In June 1944, Bangor was involved in Operation Neptune – the naval component of the D-Day landings in Normandy. The 9th Flotilla was part of Force J, sweeping channels. In the post assault phase the Flotilla was part of Task Force 129, which sailed from Portland on the night 24/25 June with the intention of bombarding Cherbourg. At 11:55 the minesweepers of Unit 1 (the 9th MSF) made their turn to sweep Fire Support Area 3, closely followed by the bombarding ships of group 1. As they entered the area they came under heavy fire; the German batteries had evidently been waiting until they were well within range. The destroyers, screening on the flanks, made smoke, but the enemy fire increased and after sweeping just three miles (half the intended distance) the minesweepers was forced to withdraw northwards.

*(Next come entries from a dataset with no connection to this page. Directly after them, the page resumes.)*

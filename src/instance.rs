//! GPU-ready per-frame output for the renderer.
//!
//! The renderer owns the pipeline; the core only hands it tightly packed
//! `Pod` data it can upload as-is.

use bytemuck::{Pod, Zeroable};
use glam::Mat4;

use crate::particle::ParticleRecord;
use crate::registry::ParticleRegistry;

/// One particle instance: world model matrix plus identity.
#[repr(C)]
#[derive(Debug, Copy, Clone, PartialEq, Pod, Zeroable)]
pub struct InstanceRaw {
    pub model: [[f32; 4]; 4],
    /// Raw [`ParticleId`](crate::ParticleId), for mapping back to drawables.
    pub id: u32,
    /// Raw [`ParticleKind`](crate::ParticleKind) index.
    pub kind: u32,
    pub scale: f32,
    pub _pad: f32,
}

impl InstanceRaw {
    /// Pack a record's live transform, placed in the world by `rig`.
    pub fn from_record(record: &ParticleRecord, rig: &Mat4) -> Self {
        let live = record.live();
        Self {
            model: (*rig * live.matrix()).to_cols_array_2d(),
            id: record.id().raw(),
            kind: record.kind().into(),
            scale: live.scale,
            _pad: 0.0,
        }
    }
}

/// Per-frame camera uniforms.
#[repr(C)]
#[derive(Debug, Copy, Clone, PartialEq, Pod, Zeroable)]
pub struct FrameUniforms {
    pub view_proj: [[f32; 4]; 4],
    pub time: f32,
    pub delta_time: f32,
    pub _padding: [f32; 2],
}

impl FrameUniforms {
    pub fn new(view_proj: Mat4, time: f32, delta_time: f32) -> Self {
        Self {
            view_proj: view_proj.to_cols_array_2d(),
            time,
            delta_time,
            _padding: [0.0; 2],
        }
    }
}

/// Refill `out` with one instance per particle, skipping those that have
/// shrunk to nothing.
pub fn write_instances(registry: &ParticleRegistry, rig: &Mat4, out: &mut Vec<InstanceRaw>) {
    out.clear();
    out.extend(
        registry
            .iter()
            .filter(|r| r.live().scale > f32::EPSILON)
            .map(|r| InstanceRaw::from_record(r, rig)),
    );
}

#[cfg(test)]
mod tests {
    use super::*;
    use crate::particle::{ParticleKind, ParticleLayout};
    use glam::Vec3;

    fn layout(scale: f32) -> ParticleLayout {
        ParticleLayout {
            home_primary: Vec3::ZERO,
            home_secondary: Vec3::ZERO,
            spin_rate: Vec3::ZERO,
            base_scale: scale,
            phase: 0.0,
        }
    }

    #[test]
    fn test_layout_is_tightly_packed() {
        assert_eq!(std::mem::size_of::<InstanceRaw>(), 80);
        assert_eq!(std::mem::size_of::<FrameUniforms>(), 80);
    }

    #[test]
    fn test_write_instances_skips_invisible() {
        let mut registry = ParticleRegistry::new();
        let visible = registry.insert(ParticleKind::Gift, layout(0.5), None);
        registry.insert(ParticleKind::Dust, layout(0.0), None);

        let mut out = vec![InstanceRaw::zeroed(); 8];
        write_instances(&registry, &Mat4::IDENTITY, &mut out);
        assert_eq!(out.len(), 1);
        assert_eq!(out[0].id, visible.raw());
        assert_eq!(out[0].kind, u32::from(ParticleKind::Gift));
        assert_eq!(out[0].scale, 0.5);

        let bytes: &[u8] = bytemuck::cast_slice(&out);
        assert_eq!(bytes.len(), 80);
    }

    #[test]
    fn test_rig_is_applied() {
        let mut registry = ParticleRegistry::new();
        registry.insert(ParticleKind::Ball, layout(1.0), None);
        let rig = Mat4::from_translation(Vec3::new(0.0, 5.0, 0.0));

        let mut out = Vec::new();
        write_instances(&registry, &rig, &mut out);
        let model = Mat4::from_cols_array_2d(&out[0].model);
        let origin = model.transform_point3(Vec3::ZERO);
        assert!((origin - Vec3::new(0.0, 5.0, 0.0)).length() < 1e-6);
    }
}
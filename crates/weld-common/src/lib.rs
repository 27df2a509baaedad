//! Common utilities for the weld inliner.
//!
//! This crate provides shared infrastructure used by the other weld
//! components:
//! - **Warning System** - colored terminal output for non-fatal anomalies

pub mod warning;
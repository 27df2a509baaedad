//! Inliner warnings with colored terminal output.
//!
//! Provides deduplication so that the same anomaly (a duplicate reference
//! tag, say) is reported once per merge session rather than once per
//! occurrence. Used by the merge engine and the session layer.

use std::collections::HashSet;
use std::sync::Mutex;

/// ANSI color codes for terminal output
const YELLOW: &str = "\x1b[33m";
const RESET: &str = "\x1b[0m";

/// Global set of warnings we've already printed (to deduplicate)
static WARNED: Mutex<Option<HashSet<String>>> = Mutex::new(None);

/// Warn about a non-fatal anomaly (prints once per unique message)
///
/// # Example
/// ```ignore
/// warn_once("Merge", "duplicate reference tag '<script src=\"app.js\"></script>'");
/// ```
///
/// # Panics
/// Panics if the global warning set mutex is poisoned.
pub fn warn_once(component: &str, message: &str) {
    let key = format!("[{component}] {message}");
    let should_print = WARNED
        .lock()
        .unwrap()
        .get_or_insert_with(HashSet::new)
        .insert(key);

    if should_print {
        eprintln!("{YELLOW}[weld {component}] ⚠ {message}{RESET}");
    }
}

/// Clear all recorded warnings (call when loading a new source document)
///
/// # Panics
/// Panics if the global warning set mutex is poisoned.
pub fn clear_warnings() {
    let mut guard = WARNED.lock().unwrap();
    if let Some(set) = guard.as_mut() {
        set.clear();
    }
}
//! Merge session orchestration for the weld inliner.
//!
//! A [`MergeSession`] carries one document from scan to merged output: it
//! owns the source text, the filtered reference set, and the payloads
//! collected so far, and it refuses to merge until every loadable reference
//! has its payload. All session state is explicit here; nothing about a run
//! lives in globals.
//!
//! # Scope
//!
//! - **Loading** - scanning a source document and screening out remote
//!   references ([`MergeSession::load`])
//! - **Payload collection** - accepting referenced file contents one
//!   position at a time ([`MergeSession::supply_payload`])
//! - **Merging** - producing the single-file output once collection is
//!   complete ([`MergeSession::merge`])

use thiserror::Error;
use weld_common::warning::clear_warnings;
use weld_merge::{merge_document, merged_file_name};
use weld_refs::{RefSetError, ReferenceSet, resolve_url};
use std::collections::HashMap;

/// Error raised by misusing a [`MergeSession`].
#[derive(Debug, Clone, Copy, PartialEq, Eq, Error)]
pub enum SessionError {
    /// A position lookup failed in the underlying reference set.
    #[error(transparent)]
    Set(#[from] RefSetError),
    /// A payload was supplied for a reference that names no external file.
    #[error("reference {index} has no file to load")]
    NotLoadable {
        /// Position of the reference in the set.
        index: usize,
    },
    /// A payload was supplied twice for the same position.
    #[error("payload for reference {index} already supplied")]
    DuplicatePayload {
        /// Position of the reference in the set.
        index: usize,
    },
    /// A merge was requested while payloads were still outstanding.
    #[error("merge requested with {pending} file(s) still unloaded")]
    Incomplete {
        /// Number of loadable references still without payloads.
        pending: usize,
    },
}

/// What loading a source document produced.
#[derive(Debug)]
pub enum SessionOutcome {
    /// After screening, no reference names a loadable local file. This is
    /// informational, not a failure: there is simply nothing to merge.
    NoReferences,
    /// At least one loadable reference survived; the session is ready to
    /// collect payloads.
    Ready(MergeSession),
}

/// One document's journey from scan to merged output.
#[derive(Debug)]
pub struct MergeSession {
    /// Original source text, untouched until the merge.
    source: String,
    /// Name of the source file; drives the merged output name.
    source_name: String,
    /// Surviving references after remote screening, in extraction order.
    references: ReferenceSet,
    /// Collected payload text keyed by reference position.
    payloads: HashMap<usize, String>,
    /// Loadable references still without payloads; merge unlocks at zero.
    pending: usize,
}

impl MergeSession {
    /// Scan `source` and open a session over its references.
    ///
    /// Extraction collects every link and script tag, then remote screening
    /// drops references whose `href` or `src` value contains `http`, which
    /// covers both plain and TLS URLs. References that survive screening
    /// but resolve to no file name (embedded script bodies) stay in the set
    /// to keep positions stable, but never expect a payload.
    ///
    /// Returns [`SessionOutcome::NoReferences`] when nothing loadable is
    /// left. Any warning state from a previous session is cleared first.
    #[must_use]
    pub fn load(source: String, source_name: String) -> SessionOutcome {
        clear_warnings();
        let mut references = ReferenceSet::from_source(&source);
        references.remove_matching("href", "http");
        references.remove_matching("src", "http");
        let loadable = references
            .iter()
            .filter(|reference| resolve_url(reference).is_some())
            .count();
        if loadable == 0 {
            return SessionOutcome::NoReferences;
        }
        SessionOutcome::Ready(Self {
            source,
            source_name,
            references,
            payloads: HashMap::new(),
            pending: loadable,
        })
    }

    /// The session's reference set, post-screening.
    #[must_use]
    pub const fn references(&self) -> &ReferenceSet {
        &self.references
    }

    /// Name of the source file this session was opened over.
    #[must_use]
    pub fn source_name(&self) -> &str {
        &self.source_name
    }

    /// Resolved file names for the whole set, in set order. Nonempty for
    /// any session that loaded as [`SessionOutcome::Ready`].
    #[must_use]
    pub fn file_names(&self) -> Vec<String> {
        self.references
            .file_names()
            .unwrap_or_default()
            .into_iter()
            .map(String::from)
            .collect()
    }

    /// Positions and file names of loadable references still awaiting
    /// payloads, in set order.
    #[must_use]
    pub fn pending_files(&self) -> Vec<(usize, String)> {
        self.references
            .iter()
            .enumerate()
            .filter(|(index, _)| !self.payloads.contains_key(index))
            .filter_map(|(index, reference)| {
                resolve_url(reference).map(|name| (index, name.to_owned()))
            })
            .collect()
    }

    /// Hand the session the contents of the referenced file at `index`.
    ///
    /// The text is stored as supplied; no trimming, no encoding checks.
    /// Each successful call counts one outstanding load down.
    ///
    /// # Errors
    ///
    /// Returns the set's out-of-range error for a position past the end,
    /// [`SessionError::NotLoadable`] for a reference with no file name, and
    /// [`SessionError::DuplicatePayload`] when the position already has its
    /// payload.
    pub fn supply_payload(&mut self, index: usize, text: String) -> Result<(), SessionError> {
        let reference = self.references.get(index)?;
        if resolve_url(reference).is_none() {
            return Err(SessionError::NotLoadable { index });
        }
        if self.payloads.contains_key(&index) {
            return Err(SessionError::DuplicatePayload { index });
        }
        let _ = self.payloads.insert(index, text);
        self.pending -= 1;
        Ok(())
    }

    /// Whether every loadable reference has its payload.
    #[must_use]
    pub const fn is_complete(&self) -> bool {
        self.pending == 0
    }

    /// Produce the merged document text.
    ///
    /// Substitution runs in set order over a copy of the source; the
    /// session itself stays usable afterwards and merging twice yields the
    /// same output.
    ///
    /// # Errors
    ///
    /// Returns [`SessionError::Incomplete`] while any loadable reference
    /// still lacks its payload. Partial merges are not supported.
    pub fn merge(&self) -> Result<String, SessionError> {
        if self.pending > 0 {
            return Err(SessionError::Incomplete {
                pending: self.pending,
            });
        }
        Ok(merge_document(&self.source, &self.references, &self.payloads))
    }

    /// Output file name derived from the source name.
    #[must_use]
    pub fn merged_output_name(&self) -> String {
        merged_file_name(&self.source_name)
    }
}

/// Build the file-picker prefill text for a list of resolved file names.
///
/// Every `/` in a name becomes `\`, each name is wrapped in double quotes,
/// and the quoted names are joined with single spaces, matching what a
/// native file dialog's name field expects when selecting several files at
/// once.
#[must_use]
pub fn picker_prefill(names: &[String]) -> String {
    names
        .iter()
        .map(|name| format!("\"{}\"", name.replace('/', "\\")))
        .collect::<Vec<String>>()
        .join(" ")
}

In May 1945 Bangor was involved in minesweeping operations to Norway.

==Norwegian service==

In June 1945 she was one of five Bangor-class minesweepers offered to the Royal Norwegian Navy on loan and was transferred on 11 November 1945. In October 1946 the Norwegian government decided to retain Bangor by purchase and was renamed Glomma. She was stricken in December 1961 and broken up.